상기 Al은 Mg과 같이 강탈산제로서 용접금속의 산소량을 저감시키고, 용접금속의 인성을 향상시키는데 유효한 성분이다. 그러나, 상기 Al의 함량이 0.30% 이상이면 용융금속중에 Al2O3를 형성하여 고온균열을 촉진시키며, Mg과 함께 아크중의 증기압을 과도하게 상승시켜 흄 발생을 증가시킬 수 있다. 따라서, 본 발명에서는 상기 Al의 함량을 0.30% 미만으로 제한하는 것이 바람직하다.Al, like Mg, is an effective component for reducing the oxygen content of the weld metal and improving the toughness of the weld metal as a strong deoxidizer. However, when the Al content is 0.30% or more, Al 2 O 3 is formed in the molten metal to promote high temperature cracking, and the fume generation may be increased by excessively increasing the vapor pressure in the arc with Mg. Therefore, in the present invention, it is preferable to limit the content of Al to less than 0.30%.
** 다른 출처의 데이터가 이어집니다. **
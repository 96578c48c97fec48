//! fleetd keeps a fleet of virtualization hosts reconciled, holds a live
//! event stream to each of them and fans events out to external subscribers.

pub mod api;
pub mod config;
pub mod events;
pub mod host_api;
pub mod hosts;
pub mod orchestrator;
Ti: 2.5~6.5%Ti: 2.5 ~ 6.5%

상기 Ti은 티타늄 산화물로 사용되어 아크 안정성을 향상시키며, 슬래그 형성제로서 용접작업성을 향상시키는데 유효한 성분이다. 그러나, 상기 Ti의 첨가량이 2.5% 미만인 경우에는 용적의 표면장력을 감소시킴과 동시에 아크가 불안정하고 슬래그 형성도 부족해 비드 외관이 거칠어지는 반면에, 6.5%를 초과하면 슬래그 형성이 과다하고 용융성도 저하될 뿐만 아니라 유동성도 떨어지는 문제점이 있다. 따라서, 상기 Ti의 함량은 2.5~6.5%로 제한하는 것이 바람직하다.Ti is used as a titanium oxide to improve arc stability, and is an effective component for improving weldability as a slag forming agent. However, when the amount of Ti added is less than 2.5%, the surface tension of the volume is reduced and at the same time, the arc is unstable and the slag formation is insufficient, resulting in rough bead appearance, whereas when the Ti content exceeds 6.5%, the slag formation is excessive and the meltability is also decreased. In addition, there is a problem that the liquidity is also poor. Therefore, the content of Ti is preferably limited to 2.5 to 6.5%.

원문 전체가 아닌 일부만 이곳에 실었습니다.